Pull out every line below holding the word "PathBuf".

Dataset entries:
=== Section Start ===
//! Interview Coach control CLI.
//!
//! Operator surface over the coaching engine: capability diagnostics,
//! startup calibration, and the three generation operations.

mod commands;

use anyhow::Result;
use clap::{Parser, Subcommand};
use coach_core::CoachConfig;
use std::path::PathBuf;

#[derive(Parser)]
#[command(name = "coachctl")]
#[command(about = "Interview Coach - simulated behavioral interviews on a local model", long_about = None)]
#[command(version)]
struct Cli {
    /// Path to the TOML config file
    #[arg(long, default_value = "coach.toml")]
    config: PathBuf,

    #[command(subcommand)]
    command: Commands,
}

#[derive(Subcommand)]
enum Commands {
    /// Check host capability and binary availability
    Doctor,

    /// List models known to the inference binary
    Models,

    /// Run the calibration prompt and report the performance mode
    Calibrate,

    /// Generate interview questions for a profession
    Ask {
        /// Profession to interview for
        profession: String,

        /// Number of questions to generate
        #[arg(long, default_value_t = 1)]
        count: usize,

        /// Skip calibration and force a mode (high|low)
        #[arg(long)]
        mode: Option<String>,
    },

    /// Generate prose feedback for a transcribed answer
    Grade {
        profession: String,
        question: String,
        /// Transcribed answer; pass "-" to read stdin
        transcript: String,

        /// Skip calibration and force a mode (high|low)
        #[arg(long)]
        mode: Option<String>,
    },

    /// Produce the five-dimension rubric for a transcribed answer
    Evaluate {
        profession: String,
        question: String,
        /// Transcribed answer; pass "-" to read stdin
        transcript: String,

        /// Skip calibration and force a mode (high|low)
        #[arg(long)]
        mode: Option<String>,
    },
}

#[tokio::main]
async fn main() -> Result<()> {
    tracing_subscriber::fmt()
        .with_env_filter(
            tracing_subscriber::EnvFilter::try_from_default_env()
                .unwrap_or_else(|_| "warn".into()),
        )
        .init();

    let cli = Cli::parse();
    let config = CoachConfig::load(&cli.config)?;

    match cli.command {
        Commands::Doctor => commands::doctor(&config),
        Commands::Models => commands::models(&config),
        Commands::Calibrate => commands::calibrate(&config).await,
        Commands::Ask {
            profession,
            count,
            mode,
        } => commands::ask(&config, &profession, count, mode.as_deref()).await,
        Commands::Grade {
            profession,
            question,
            transcript,
            mode,
        } => commands::grade(&config, &profession, &question, &transcript, mode.as_deref()).await,
        Commands::Evaluate {
            profession,
            question,
            transcript,
            mode,
        } => {
            commands::evaluate(&config, &profession, &question, &transcript, mode.as_deref()).await
        }
    }
}
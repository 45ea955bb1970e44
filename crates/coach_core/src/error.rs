//! Error types for the coaching engine.

use serde::{Deserialize, Serialize};
use thiserror::Error;

/// Library-level errors. Model invocation failures are deliberately not
/// here: they are carried inside `InvocationResult` so callers always
/// receive a result object instead of a fault.
#[derive(Error, Debug)]
pub enum CoachError {
    #[error("Config error: {0}")]
    Config(String),

    #[error("IO error: {0}")]
    Io(#[from] std::io::Error),
}

/// Why a model invocation produced no usable payload.
#[derive(Debug, Clone, Copy, PartialEq, Eq, Serialize, Deserialize)]
#[serde(rename_all = "snake_case")]
pub enum FailureReason {
    /// Binary missing or the spawn/stdin write failed.
    ProcessLaunch,
    /// Exceeded the invocation timeout; process was killed.
    Timeout,
    /// Process exited with a non-zero code.
    NonZeroExit,
    /// Process exited cleanly but produced no output.
    EmptyOutput,
    /// The invocation succeeded but its output could not be
    /// interpreted (evaluation JSON malformed or absent).
    ParseFailure,
}

impl FailureReason {
    pub fn as_str(&self) -> &'static str {
        match self {
            Self::ProcessLaunch => "process launch failure",
            Self::Timeout => "timeout",
            Self::NonZeroExit => "non-zero exit",
            Self::EmptyOutput => "empty output",
            Self::ParseFailure => "parse failure",
        }
    }
}
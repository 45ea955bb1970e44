//! Terminal output sanitizer.
//!
//! The inference binary writes progress spinners and cursor control
//! sequences to the same stream as the answer. Everything that is not
//! printable text must be stripped before word counting or JSON
//! extraction sees it.

use once_cell::sync::Lazy;
use regex::Regex;

/// ANSI CSI sequences: colors, cursor movement, erase, etc.
static ANSI_CSI: Lazy<Regex> = Lazy::new(|| Regex::new(r"\x1B\[[;\d]*[ -/]*[@-~]").unwrap());

/// Residual control sequences left after the escape byte is gone,
/// e.g. `[?25l` / `[?25h` (cursor hide/show).
static BARE_CONTROL: Lazy<Regex> = Lazy::new(|| Regex::new(r"\[\?\d+[hl]").unwrap());

/// Strip terminal control sequences and non-printable characters,
/// preserving whitespace, then trim. Idempotent.
pub fn sanitize(raw: &str) -> String {
    let no_ansi = ANSI_CSI.replace_all(raw, "");
    let no_control = BARE_CONTROL.replace_all(&no_ansi, "");
    no_control
        .chars()
        .filter(|c| c.is_whitespace() || !c.is_control())
        .collect::<String>()
        .trim()
        .to_string()
}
=== Section End ===
TASK OUTPUT:
use std::path::PathBuf;
    config: PathBuf,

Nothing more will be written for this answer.